Households
pe.us.calculate_household and pe.uk.calculate_household compute every variable in the country model for a single household. Same keyword arguments, different entity structures.
US
result = pe.us.calculate_household(
people=[
{"age": 35, "employment_income": 40_000},
{"age": 33},
{"age": 8},
{"age": 5},
],
tax_unit={"filing_status": "JOINT"},
household={"state_code": "TX"},
year=2026,
)Entities
| Argument | Purpose |
|---|---|
people |
List of person dicts. Keys are any person-level variable on the model. |
tax_unit |
Tax-unit inputs (e.g. filing_status). |
spm_unit |
SPM-unit inputs. |
household |
Household inputs. state_code is essentially always needed. |
family |
Family-level inputs. |
marital_unit |
Marital-unit inputs. |
All adults default to one shared tax unit and household. For separate tax units (e.g. two adult roommates), construct the Simulation directly and set the entity-membership arrays.
UK
result = pe.uk.calculate_household(
people=[
{"age": 35, "employment_income": 50_000},
{"age": 33, "employment_income": 30_000},
{"age": 4},
],
benunit={},
household={},
year=2026,
)| Argument | Purpose |
|---|---|
people |
Person-level inputs. |
benunit |
Benefit unit (closest analog to US tax unit — single adult or couple plus their dependent children). |
household |
Household-level inputs. |
Reforms
Pass a reform dict of parameter-path to value:
pe.us.calculate_household(
...,
reform={"gov.irs.credits.ctc.amount.adult_dependent": 1_000},
)Scale parameters use bracket indexing:
reform = {"gov.irs.credits.ctc.amount.base[0].amount": 3_000}Time-varying reforms use a nested dict of YYYY-MM-DD → value:
reform = {
"gov.irs.credits.ctc.amount.adult_dependent": {
"2026-01-01": 1_000,
"2028-01-01": 2_000,
},
}Structural reforms (new variables, formula swaps) require the Simulation path — see Reforms.
Year
pe.us.calculate_household(..., year=2026)The year determines which parameter values apply. For multi-year analysis, call the function once per year rather than building a custom reform.
Extra variables
The result exposes every variable in the model by default. To surface variables that aren’t in the default catalog explicitly:
result = pe.us.calculate_household(
...,
extra_variables=["medicaid_income_level", "spm_unit_spm_threshold"],
)Accessing the result
result.person[0].income_tax # first person
result.person[2].age # third person
result.tax_unit.income_tax # single tax unit
result.household.household_net_income # single householdThe result is a Pydantic model — .model_dump() gives you a dict, individual sections are regular attribute lookups.
Errors
Unknown variables raise with the closest match:
ValueError: Unknown variable 'income_ax'. Did you mean 'income_tax'?

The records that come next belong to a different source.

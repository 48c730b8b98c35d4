//! Host objects addressed by integer handle.
//!
//! Scripts never hold references into host memory: a class value in script
//! memory is a 4-byte handle, and callbacks look the object up in an arena
//! reached through the state's user context. Freed slots are reused.

use thiserror::Error;

/// Handle of an object in an [`ObjectArena`]. `0` is never a valid handle,
/// so zeroed script memory reads as "no object".
#[derive(Debug, Clone, Copy, PartialEq, Eq, Hash, Default)]
pub struct CollectionHandle(pub i32);

impl CollectionHandle {
    pub const NULL: CollectionHandle = CollectionHandle(0);

    pub fn is_null(self) -> bool {
        self.0 == 0
    }

    fn slot(self) -> Option<usize> {
        usize::try_from(self.0).ok()?.checked_sub(1)
    }
}

#[derive(Debug, Clone, PartialEq, Error)]
pub enum ArenaError {
    #[error("invalid handle {0}")]
    InvalidHandle(i32),

    #[error("double free of handle {0}")]
    DoubleFree(i32),
}

#[derive(Debug, Clone)]
pub struct ObjectArena<T> {
    slots: Vec<Option<T>>,
    free_list: Vec<usize>,
}

impl<T> Default for ObjectArena<T> {
    fn default() -> Self {
        ObjectArena {
            slots: Vec::new(),
            free_list: Vec::new(),
        }
    }
}

impl<T> ObjectArena<T> {
    pub fn new() -> Self {
        Self::default()
    }

    pub fn insert(&mut self, object: T) -> CollectionHandle {
        let slot = match self.free_list.pop() {
            Some(slot) => {
                self.slots[slot] = Some(object);
                slot
            }
            None => {
                self.slots.push(Some(object));
                self.slots.len() - 1
            }
        };
        CollectionHandle(slot as i32 + 1)
    }

    pub fn get(&self, handle: CollectionHandle) -> Option<&T> {
        self.slots.get(handle.slot()?)?.as_ref()
    }

    pub fn get_mut(&mut self, handle: CollectionHandle) -> Option<&mut T> {
        self.slots.get_mut(handle.slot()?)?.as_mut()
    }

    pub fn remove(&mut self, handle: CollectionHandle) -> Result<T, ArenaError> {
        let slot = handle.slot().ok_or(ArenaError::InvalidHandle(handle.0))?;
        let entry = self
            .slots
            .get_mut(slot)
            .ok_or(ArenaError::InvalidHandle(handle.0))?;
        let object = entry.take().ok_or(ArenaError::DoubleFree(handle.0))?;
        self.free_list.push(slot);
        Ok(object)
    }

    /// Live objects.
    pub fn len(&self) -> usize {
        self.slots.len() - self.free_list.len()
    }

    pub fn is_empty(&self) -> bool {
        self.len() == 0
    }

    pub fn iter(&self) -> impl Iterator<Item = (CollectionHandle, &T)> {
        self.slots
            .iter()
            .enumerate()
            .filter_map(|(i, s)| s.as_ref().map(|o| (CollectionHandle(i as i32 + 1), o)))
    }

    pub fn clear(&mut self) {
        self.slots.clear();
        self.free_list.clear();
    }
}
//! Directive processing for BlockScript sources.
//!
//! The preprocessor is a small state machine. Every `#if` pushes a frame that
//! remembers whether its current branch is enabled and whether one of its
//! branches has already been taken, so only the first true branch of an
//! `#if / #elseif / #else` chain survives. `#define`, `#undef` and `#include` are queued
//! on the top frame and performed by [`Preprocessor::flush_command`], which
//! does nothing while the top frame is disabled.
//!
//! [`Preprocessor::expand`] drives the machine over a lexed buffer: it drops
//! tokens of disabled regions, substitutes defined identifiers and splices in
//! the tokens of included buffers. Definitions are visible from the point
//! they are made onwards; there is no forward visibility.

use thiserror::Error;
use tracing::{debug, trace};

use crate::frontend::lexer::{Lexer, Span, Spanned};
use crate::frontend::str_pool::IddStrPool;
use crate::frontend::token::Token;

pub const DEFAULT_MAX_INCLUDE_DEPTH: usize = 16;

/// Host hook that resolves `#include "path"`.
///
/// `close` is called exactly once after every `open`, whether it succeeded
/// or not.
pub trait FileIncluder {
    fn open(&mut self, path: &str) -> std::io::Result<String>;

    fn close(&mut self, _path: &str) {}
}

#[derive(Debug, Clone, Copy, PartialEq, Eq, Default)]
pub enum PpCommand {
    #[default]
    None,
    Include,
    Define,
    Undef,
    If,
    ElseIf,
    Else,
    EndIf,
}

/// One nesting level of conditional compilation.
#[derive(Debug, Clone)]
pub struct PpState {
    pub command: PpCommand,
    pub string_arg: String,
    pub code_arg: String,
    pub is_if_enabled: bool,
    pub chose_path: bool,
    seen_else: bool,
}

impl PpState {
    fn root() -> Self {
        PpState {
            command: PpCommand::None,
            string_arg: String::new(),
            code_arg: String::new(),
            is_if_enabled: true,
            chose_path: true,
            seen_else: false,
        }
    }
}

#[derive(Debug, Clone)]
pub struct Definition {
    pub name: String,
    pub value: String,
    pub buffer_size: usize,
    pub is_include: bool,
}

#[derive(Debug, Clone, PartialEq, Eq, Error)]
pub enum PreprocessorError {
    #[error("missing definition name")]
    MissingName,

    #[error("duplicate definition '{0}'")]
    DuplicateDefinition(String),

    #[error("#include used but no file includer is configured")]
    NoFileIncluder,

    #[error("could not open include '{path}': {reason}")]
    IncludeOpen { path: String, reason: String },

    #[error("include depth limit ({0}) exceeded")]
    IncludeDepth(usize),

    #[error("#{0} without matching #if")]
    Unmatched(String),

    #[error("#elseif after #else")]
    ElseIfAfterElse,

    #[error("unterminated #if")]
    UnterminatedIf,

    #[error("unknown directive #{0}")]
    UnknownDirective(String),

    #[error("invalid #if expression: {0}")]
    BadCondition(String),

    #[error("{0}")]
    Lex(String),
}

/// A preprocessor error with the location of the offending directive.
#[derive(Debug, Clone, Error)]
#[error("{line}:{col}: {error}")]
pub struct PpDiagnostic {
    pub line: usize,
    pub col: usize,
    pub error: PreprocessorError,
}

impl PpDiagnostic {
    fn new(span: Span, error: PreprocessorError) -> Self {
        PpDiagnostic {
            line: span.line,
            col: span.col,
            error,
        }
    }
}

pub struct Preprocessor<'i> {
    /// Never empty; index 0 is the always-enabled root frame.
    states: Vec<PpState>,
    definitions: Vec<Definition>,
    includer: Option<&'i mut dyn FileIncluder>,
    has_include: bool,
    max_include_depth: usize,
}

impl Default for Preprocessor<'_> {
    fn default() -> Self {
        Self::new()
    }
}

Unknown parameters in reforms raise similarly. Misplaced inputs (a person-level variable under tax_unit=...) raise with entity hints. The catalog is enumerated at construction time — typos fail fast.
When not to use this
Loops over many households are much slower than a single Simulation call. For population analysis, see Microsimulation — the reform dict carries over identically.